168243 – [WebRTC][Mac][WebKit2] Only expand the sandbox for a specific WebRTC port

Bug 168243 - [WebRTC][Mac][WebKit2] Only expand the sandbox for a specific WebRTC port

Summary: [WebRTC][Mac][WebKit2] Only expand the sandbox for a specific WebRTC port

Status:	NEW

Alias:	None

Product:	WebKit
Classification:	Unclassified
Component:	WebRTC (show other bugs)
Version:	WebKit Nightly Build
Hardware:	All macOS 10.12

Importance:	P2 Normal
Assignee:	Nobody

URL:
Keywords:	InRadar

Depends on:	168010
Blocks:
	Show dependency tree / graph

Reported:	2017-02-13 12:12 PST by Brent Fulgham
Modified:	2017-08-24 19:12 PDT (History)
CC List:	4 users (show)

See Also:

Attachments
Add an attachment (proposed patch, testcase, etc.)

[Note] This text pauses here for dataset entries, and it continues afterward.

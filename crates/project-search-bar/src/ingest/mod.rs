//! Ingestion: LaTeX sources on disk into the store and index.

mod source;

use std::path::{Path, PathBuf};
use std::sync::Arc;
use std::time::Instant;

use serde::Serialize;
use sha2::{Digest, Sha256};

pub use source::{MAX_UNPACKED_BYTES, Source, SourceKind, assemble, discover_sources, read_archive, read_source};

use crate::client::Enricher;
use crate::config::ranking::{WEIGHT_ABSTRACT, WEIGHT_BODY, WEIGHT_TITLE};
use crate::index::TermFrequencies;
use crate::latex::{extract_document, tokenize};
use crate::models::{NewPaper, TexDocument, year_from_id};
use crate::search::SearchEngine;

/// Counts from one ingestion run.
#[derive(Debug, Clone, Default, PartialEq, Eq, Serialize)]
#[serde(rename_all = "camelCase")]
pub struct IngestReport {
    pub indexed: usize,
    /// Sources whose content hash matched the stored one.
    pub unchanged: usize,
    pub failed: usize,
    /// Papers updated from arXiv metadata afterwards.
    pub enriched: usize,
    /// arXiv ids indexed in this run.
    #[serde(skip)]
    pub indexed_ids: Vec<String>,
}

/// Field-weighted term frequencies of an extracted document.
#[must_use]
pub fn term_frequencies(doc: &TexDocument) -> TermFrequencies {
    let mut terms = TermFrequencies::new();
    for (text, weight) in [
        (doc.title.as_str(), WEIGHT_TITLE),
        (doc.abstract_text.as_str(), WEIGHT_ABSTRACT),
        (doc.body.as_str(), WEIGHT_BODY),
    ] {
        for token in tokenize(text) {
            *terms.entry(token.key()).or_default() += weight;
        }
    }
    terms
}

/// Hex SHA-256 of a source's text.
#[must_use]
pub fn content_hash(text: &str) -> String {
    let digest = Sha256::digest(text.as_bytes());
    digest.iter().map(|b| format!("{b:02x}")).collect()
}

enum Outcome {
    Indexed(String),
    Unchanged,
}

/// Reads sources, indexes changed ones and enriches what it indexed.
#[derive(Debug, Clone)]
pub struct Ingestor {
    engine: Arc<SearchEngine>,
    enricher: Enricher,
}

impl Ingestor {
    #[must_use]
    pub fn new(engine: Arc<SearchEngine>, enricher: Enricher) -> Self {
        Self { engine, enricher }
    }

    /// Ingest every source under `dir`, then enrich the newly indexed papers.
    pub async fn run(&self, dir: &Path) -> anyhow::Result<IngestReport> {
        let engine = Arc::clone(&self.engine);
        let dir: PathBuf = dir.to_path_buf();
        let mut report = tokio::task::spawn_blocking(move || ingest_dir(&engine, &dir)).await??;

        if !report.indexed_ids.is_empty() {
            report.enriched = self.enricher.enrich(&report.indexed_ids).await;
        }
        Ok(report)
    }
}

/// Synchronous ingestion of one directory. Per-source failures are logged
/// and counted.
pub fn ingest_dir(engine: &SearchEngine, dir: &Path) -> anyhow::Result<IngestReport> {
    let started = Instant::now();
    let sources = discover_sources(dir)?;
    tracing::info!(dir = %dir.display(), sources = sources.len(), "Ingesting sources");

    let mut report = IngestReport::default();
    for source in &sources {
        match ingest_source(engine, source) {
            Ok(Outcome::Indexed(id)) => {
                report.indexed += 1;
                report.indexed_ids.push(id);
            }
            Ok(Outcome::Unchanged) => report.unchanged += 1,
            Err(e) => {
                report.failed += 1;
                tracing::warn!(path = %source.path.display(), error = %e, "Failed to ingest source");
            }
        }
    }
    engine.refresh()?;

    tracing::info!(
        indexed = report.indexed,
        unchanged = report.unchanged,
        failed = report.failed,
        elapsed_ms = started.elapsed().as_millis() as u64,
        "Ingestion finished"
    );
    Ok(report)
}

fn ingest_source(engine: &SearchEngine, source: &Source) -> anyhow::Result<Outcome> {
    let text = read_source(source)?;
    if text.trim().is_empty() {
        anyhow::bail!("no LaTeX content");
    }

    let arxiv_id = source.arxiv_id.as_str();
    let hash = content_hash(&text);
    if engine.store().content_hash(arxiv_id)?.as_deref() == Some(hash.as_str()) {
        return Ok(Outcome::Unchanged);
    }

    let doc = extract_document(&text);
    let terms = term_frequencies(&doc);
    let title = if doc.title.is_empty() { arxiv_id.to_string() } else { doc.title };

    let paper = NewPaper {
        arxiv_id: arxiv_id.to_string(),
        title,
        authors: doc.authors,
        abstract_text: doc.abstract_text,
        categories: Vec::new(),
        published: None,
        year: year_from_id(&source.arxiv_id),
        source_path: Some(source.path.display().to_string()),
        content_hash: hash,
    };
    engine.index_document(&paper, terms)?;
    tracing::debug!(arxiv_id, "Indexed paper");
    Ok(Outcome::Indexed(arxiv_id.to_string()))
}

Note You need to log in before you can comment on or make changes to this bug.

Description Brent Fulgham 2017-02-13 12:12:34 PST

In Bug 168010 we added the ability for the UIProcess to extend the NetworkProcess sandbox to include WebRTC connections.

Currently, we expand the sandbox to encompass all network activity, which is not a great security model. For the complete feature, we need the sandbox to expand just enough to support the WebRTC communication.

This bug tracks that task.

Comment 1 Radar WebKit Bug Importer 2017-02-13 12:17:02 PST

<rdar://problem/30496479>